Scripture does have a bear attack story (2 Kings 2:24) and Matthew 7:6 ends with the image of savage dogs or pigs tearing people to pieces.

But Scripture seems more concerned with the thorn than the fang. The curse on Adam was that the ground would bring forth thorns and thistles instead of food. God warns the Israelites that the other nations in the land will be thorns in their sides (Numbers 33:55, Joshua 23:13, Judges 2:3). Laziness leads to thorns in your vineyard (Proverbs 24:31). Isaiah uses thorns as a symbol of a land under judgment abandoned by its people (Isa 5:6, 34:13). Jesus says the cares of this world are thorns crowding out the seedlings of the Word. Paul describes his great trial or affliction as a thorn in the flesh (amplifying the image used by God for the enemy nations).

Yet isn’t the fang more frightening? I’ve never worried about any of our neighbor’s plants, nor have I ever wondered if the neighbors might be afraid of our rosebushes. So why does Scripture worry about thorns so much? It can be argued that thorns are more dangerous. The curse in Genesis 3 is that our agriculture will not always succeed. We will work to grow food, but food won’t always come. History shows us that thousands, at times millions die in famines, when the vegetable kingdom has not produced for us.

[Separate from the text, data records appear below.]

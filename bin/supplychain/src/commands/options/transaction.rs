use clap::Args;
use ledger_utils::TxnConfig;

#[derive(Debug, Clone, Args, Default)]
#[command(next_help_heading = "Transaction options")]
pub struct TransactionOptions {
    #[arg(long)]
    #[arg(help = "Wait until the transaction is included in a block, returning the hash.")]
    #[arg(long_help = "Wait until the transaction is included in a block, returning the hash. \
                       This polls the transaction receipt and fails if the transaction \
                       reverted. By default a mutation is reported as soon as the node \
                       accepted it.")]
    #[arg(global = true)]
    pub wait: bool,

    #[arg(long)]
    #[arg(
        help = "If --wait is set, returns the full transaction receipt. Otherwise, it is a no-op."
    )]
    #[arg(global = true)]
    pub receipt: bool,
}

impl TransactionOptions {
    /// Merges the flags over `file`, a flag can only switch an option on.
    pub fn txn_config(&self, file: TxnConfig) -> TxnConfig {
        TxnConfig { wait: self.wait || file.wait, receipt: self.receipt || file.receipt }
    }
}

#[cfg(test)]
mod tests {
    use super::*;

    #[test]
    fn flags_override_file() {
        let opts = TransactionOptions { wait: true, receipt: false };
        assert_eq!(opts.txn_config(TxnConfig::default()), TxnConfig::init_wait());

        let file = TxnConfig { wait: true, receipt: true };
        assert_eq!(TransactionOptions::default().txn_config(file), file);
    }
}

Paul’s image of the thorn in his flesh is dramatic because of its implied avoidability. A literal thorn in your flesh ought to be easy to deal with. Just take it out. Yet the spiritual thorn in the flesh Paul cannot take out. He prays to God three times to take it out, but God chooses not to. Is that not part of the unseen drama?
“God, I know you see how much this hurts. And it is not at all hard for you to pluck it out. Why aren’t you helping me?”
“My grace is sufficient for you for my power is made perfect in weakness. Paul, I could change the circumstances that give you so much pain. But I can also give you peace in the midst of your pain. Which is the greater display of my power?

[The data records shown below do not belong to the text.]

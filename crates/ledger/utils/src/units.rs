//! Exact conversion between user-entered decimal amounts and the ledger's smallest unit.
//!
//! Amounts never go through floating point. The decimal string is parsed as a
//! [`BigDecimal`] and scaled with integer arithmetic, the same way fee amounts are scaled
//! before being sent to the chain.

use std::str::FromStr;

use alloy_primitives::U256;
use bigdecimal::num_bigint::BigUint;
use bigdecimal::{BigDecimal, Zero};
use tracing::trace;

pub(crate) const LOG_TARGET: &str = "ledger_utils::units";

/// Number of decimals of the native currency (1 ether = 10^18 wei).
pub const ETHER_DECIMALS: u8 = 18;

/// A `uint256` holds at most 78 decimal digits, anything shifted further can't be represented.
const MAX_SHIFT: u32 = 96;

#[derive(Debug, Clone, PartialEq, Eq, thiserror::Error)]
pub enum UnitsError {
    #[error("`{0}` is not a decimal number")]
    InvalidNumber(String),
    #[error("amount cannot be negative")]
    Negative,
    #[error("too many decimal places")]
    TooManyDecimals,
    #[error("amount does not fit in 256 bits")]
    Overflow,
}

/// Converts a decimal string into an integer amount of the smallest unit.
pub fn parse_units(value: &str, decimals: u8) -> Result<U256, UnitsError> {
    let dec = BigDecimal::from_str(value.trim())
        .map_err(|_| UnitsError::InvalidNumber(value.to_string()))?;

    let (bigint, exponent) = dec.as_bigint_and_exponent();
    let biguint = bigint.to_biguint().ok_or(UnitsError::Negative)?;

    if biguint.is_zero() {
        return Ok(U256::ZERO);
    }

    let shift = i64::from(decimals).checked_sub(exponent).ok_or(UnitsError::Overflow)?;

    let scaled = if shift >= 0 {
        let shift = u32::try_from(shift).map_err(|_| UnitsError::Overflow)?;
        if shift > MAX_SHIFT {
            return Err(UnitsError::Overflow);
        }
        biguint * BigUint::from(10u32).pow(shift)
    } else {
        let shift = u32::try_from(shift.unsigned_abs()).map_err(|_| UnitsError::TooManyDecimals)?;
        if shift > MAX_SHIFT {
            return Err(UnitsError::TooManyDecimals);
        }

        let factor = BigUint::from(10u32).pow(shift);
        if !(&biguint % &factor).is_zero() {
            trace!(target: LOG_TARGET, %value, decimals, "Found non-zero remainder during scaling down.");
            return Err(UnitsError::TooManyDecimals);
        }
        biguint / factor
    };

    U256::try_from_be_slice(&scaled.to_bytes_be()).ok_or(UnitsError::Overflow)
}

/// Renders an integer amount of the smallest unit as a decimal string, without trailing zeros.
pub fn format_units(value: U256, decimals: u8) -> String {
    let base = U256::from(10u64).pow(U256::from(decimals));
    let integer = value / base;
    let fraction = value % base;

    if fraction.is_zero() {
        return integer.to_string();
    }

    let fraction = format!("{:0>width$}", fraction.to_string(), width = usize::from(decimals));
    format!("{integer}.{}", fraction.trim_end_matches('0'))
}

pub fn parse_ether(value: &str) -> Result<U256, UnitsError> {
    parse_units(value, ETHER_DECIMALS)
}

pub fn format_ether(value: U256) -> String {
    format_units(value, ETHER_DECIMALS)
}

That dog has been an encouragement to pray. I've thought of David's words: “Even though I walk through the valley of the shadow of death, I will fear no evil, for you are with me.” Now I shouldn't exaggerate; that dog is not the shadow of death. (She isn’t a pit bull). But I could call her house the shadow of punctured skin. And if God is able to sustain in the fear of death, how much more can He sustain in the fear of a flesh wound? So I began to commit my epidermal integrity to God as I walk past.

A couple months ago I thought about Jesus’ words to pray for our enemies. Can I pray for that dog? I don’t believe dogs have souls, but I’m sure they have emotions. What lies behind their aggressive behavior must be a mixture of fear and anger. So I’ve prayed for those emotions to be stilled. While my prayer is driven by the desire not to be bitten, I don’t think this is a purely selfish prayer. If the dog feels less fear and anger, my prayer would increase her happiness as well as my own.
I’ve also included in my prayers the dogs’ owners. I’ve never met them, but I pray now as I pass that house, that they would be abundantly blessed. May their table be so laden with the riches of God’s mercy and love, that even the dog is transformed by the crumbs of blessing that fall from her master’s table.

In the last few weeks I've noticed a difference. I've seen the dog outside a few times, and she hasn't threatened me, she hasn't even barked at me.